§ **About this task**: From the first entry to the last, repeat them all exactly.
- Opening Delimiter -
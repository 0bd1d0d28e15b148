use std::path::{Path as FsPath, PathBuf};
use std::sync::Arc;

use anyhow::Context;
use axum::body::Body;
use axum::extract::{Multipart, Path, State};
use axum::http::header;
use axum::response::Response;
use axum::Json;
use serde::Serialize;

use crate::error::ApiError;
use crate::jobs::types::{JobRecord, JobStatus};
use crate::web::AppState;

#[derive(Serialize)]
pub struct UploadResponse {
    pub success: bool,
    pub job_id: String,
    pub message: String,
}

#[derive(Serialize)]
pub struct StatusResponse {
    pub status: JobStatus,
    #[serde(skip_serializing_if = "Option::is_none")]
    pub video_url: Option<String>,
    #[serde(skip_serializing_if = "Option::is_none")]
    pub error: Option<String>,
}

/// `POST /api/upload` — multipart with a `video` file part and an
/// optional `prompt` text part. Replies with the job id as soon as the
/// pipeline has been dispatched.
pub async fn upload_video(
    State(state): State<Arc<AppState>>,
    mut multipart: Multipart,
) -> Result<Json<UploadResponse>, ApiError> {
    let mut video: Option<(String, Vec<u8>)> = None;
    let mut prompt: Option<String> = None;

    while let Some(field) = multipart
        .next_field()
        .await
        .map_err(|e| ApiError::InvalidInput(format!("Malformed multipart body: {e}")))?
    {
        match field.name() {
            Some("video") => {
                let file_name = field.file_name().unwrap_or_default().to_string();
                let data = field
                    .bytes()
                    .await
                    .map_err(|e| ApiError::InvalidInput(format!("Failed to read upload: {e}")))?;
                video = Some((file_name, data.to_vec()));
            }
            Some("prompt") => {
                let text = field
                    .text()
                    .await
                    .map_err(|e| ApiError::InvalidInput(format!("Failed to read prompt: {e}")))?;
                prompt = Some(text);
            }
            _ => {}
        }
    }

    let (file_name, data) =
        video.ok_or_else(|| ApiError::InvalidInput("No video file provided".to_string()))?;

    let job_id = state.scheduler.submit(&data, &file_name, prompt)?;

    Ok(Json(UploadResponse {
        success: true,
        job_id,
        message: "Video processing started".to_string(),
    }))
}

/// `GET /api/status/:job_id`
pub async fn get_status(
    State(state): State<Arc<AppState>>,
    Path(job_id): Path<String>,
) -> Result<Json<StatusResponse>, ApiError> {
    let record = state.registry.get(&job_id).ok_or(ApiError::NotFound)?;
    Ok(Json(status_payload(&record)))
}

/// `GET /api/video/:job_id` — inline playback of the finished video.
pub async fn get_video(
    State(state): State<Arc<AppState>>,
    Path(job_id): Path<String>,
) -> Result<Response, ApiError> {
    let record = state.registry.get(&job_id).ok_or(ApiError::NotFound)?;
    let artifact = ready_artifact(&record)?;
    serve_artifact(&artifact, None).await
}

/// `GET /api/download/:job_id` — attachment download named after the
/// uploaded file.
pub async fn download_video(
    State(state): State<Arc<AppState>>,
    Path(job_id): Path<String>,
) -> Result<Response, ApiError> {
    let record = state.registry.get(&job_id).ok_or(ApiError::NotFound)?;
    let artifact = ready_artifact(&record)?;
    serve_artifact(&artifact, Some(format!("segmented_{}", record.source_name))).await
}

fn status_payload(record: &JobRecord) -> StatusResponse {
    StatusResponse {
        status: record.status,
        video_url: (record.status == JobStatus::Completed)
            .then(|| format!("/api/video/{}", record.id)),
        error: if record.status == JobStatus::Failed {
            record.error_detail.clone()
        } else {
            None
        },
    }
}

fn ready_artifact(record: &JobRecord) -> Result<PathBuf, ApiError> {
    if record.status != JobStatus::Completed {
        return Err(ApiError::NotReady);
    }
    record.artifact_path.clone().ok_or(ApiError::NotReady)
}

async fn serve_artifact(
    path: &FsPath,
    attachment_name: Option<String>,
) -> Result<Response, ApiError> {
    let bytes = tokio::fs::read(path)
        .await
        .with_context(|| format!("Failed to read artifact {path:?}"))?;

    let mime = mime_guess::from_path(path).first_or_octet_stream();
    let mut builder = Response::builder().header(header::CONTENT_TYPE, mime.as_ref());
    if let Some(name) = attachment_name {
        builder = builder.header(
            header::CONTENT_DISPOSITION,
            format!("attachment; filename=\"{name}\""),
        );
    }

    builder
        .body(Body::from(bytes))
        .map_err(|e| ApiError::Internal(e.into()))
}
- Closing Delimiter -
§ **Task answer**:
repository 0bd1d0d28e15b148
use std::path::{Path as FsPath, PathBuf};
use std::sync::Arc;

use anyhow::Context;
use axum::body::Body;
use axum::extract::{Multipart, Path, State};
use axum::http::header;
use axum::response::Response;
use axum::Json;
use serde::Serialize;

use crate::error::ApiError;
use crate::jobs::types::{JobRecord, JobStatus};
use crate::web::AppState;

#[derive(Serialize)]
pub struct UploadResponse {
    pub success: bool,
    pub job_id: String,
    pub message: String,
}

#[derive(Serialize)]
pub struct StatusResponse {
    pub status: JobStatus,
    #[serde(skip_serializing_if = "Option::is_none")]
    pub video_url: Option<String>,
    #[serde(skip_serializing_if = "Option::is_none")]
    pub error: Option<String>,
}

/// `POST /api/upload` — multipart with a `video` file part and an
/// optional `prompt` text part. Replies with the job id as soon as the
/// pipeline has been dispatched.
pub async fn upload_video(
    State(state): State<Arc<AppState>>,
    mut multipart: Multipart,
) -> Result<Json<UploadResponse>, ApiError> {
    let mut video: Option<(String, Vec<u8>)> = None;
    let mut prompt: Option<String> = None;

    while let Some(field) = multipart
        .next_field()
        .await
        .map_err(|e| ApiError::InvalidInput(format!("Malformed multipart body: {e}")))?
    {
        match field.name() {
            Some("video") => {
                let file_name = field.file_name().unwrap_or_default().to_string();
                let data = field
                    .bytes()
                    .await
                    .map_err(|e| ApiError::InvalidInput(format!("Failed to read upload: {e}")))?;
                video = Some((file_name, data.to_vec()));
            }
            Some("prompt") => {
                let text = field
                    .text()
                    .await
                    .map_err(|e| ApiError::InvalidInput(format!("Failed to read prompt: {e}")))?;
                prompt = Some(text);
            }
            _ => {}
        }
    }

    let (file_name, data) =
        video.ok_or_else(|| ApiError::InvalidInput("No video file provided".to_string()))?;

    let job_id = state.scheduler.submit(&data, &file_name, prompt)?;

    Ok(Json(UploadResponse {
        success: true,
        job_id,
        message: "Video processing started".to_string(),
    }))
}

/// `GET /api/status/:job_id`
pub async fn get_status(
    State(state): State<Arc<AppState>>,
    Path(job_id): Path<String>,
) -> Result<Json<StatusResponse>, ApiError> {
    let record = state.registry.get(&job_id).ok_or(ApiError::NotFound)?;
    Ok(Json(status_payload(&record)))
}

/// `GET /api/video/:job_id` — inline playback of the finished video.
pub async fn get_video(
    State(state): State<Arc<AppState>>,
    Path(job_id): Path<String>,
) -> Result<Response, ApiError> {
    let record = state.registry.get(&job_id).ok_or(ApiError::NotFound)?;
    let artifact = ready_artifact(&record)?;
    serve_artifact(&artifact, None).await
}

/// `GET /api/download/:job_id` — attachment download named after the
/// uploaded file.
pub async fn download_video(
    State(state): State<Arc<AppState>>,
    Path(job_id): Path<String>,
) -> Result<Response, ApiError> {
    let record = state.registry.get(&job_id).ok_or(ApiError::NotFound)?;
    let artifact = ready_artifact(&record)?;
    serve_artifact(&artifact, Some(format!("segmented_{}", record.source_name))).await
}

fn status_payload(record: &JobRecord) -> StatusResponse {
    StatusResponse {
        status: record.status,
        video_url: (record.status == JobStatus::Completed)
            .then(|| format!("/api/video/{}", record.id)),
        error: if record.status == JobStatus::Failed {
            record.error_detail.clone()
        } else {
            None
        },
    }
}

fn ready_artifact(record: &JobRecord) -> Result<PathBuf, ApiError> {
    if record.status != JobStatus::Completed {
        return Err(ApiError::NotReady);
    }
    record.artifact_path.clone().ok_or(ApiError::NotReady)
}

async fn serve_artifact(
    path: &FsPath,
    attachment_name: Option<String>,
) -> Result<Response, ApiError> {
    let bytes = tokio::fs::read(path)
        .await
        .with_context(|| format!("Failed to read artifact {path:?}"))?;

    let mime = mime_guess::from_path(path).first_or_octet_stream();
    let mut builder = Response::builder().header(header::CONTENT_TYPE, mime.as_ref());
    if let Some(name) = attachment_name {
        builder = builder.header(
            header::CONTENT_DISPOSITION,
            format!("attachment; filename=\"{name}\""),
        );
    }

    builder
        .body(Body::from(bytes))
        .map_err(|e| ApiError::Internal(e.into()))
}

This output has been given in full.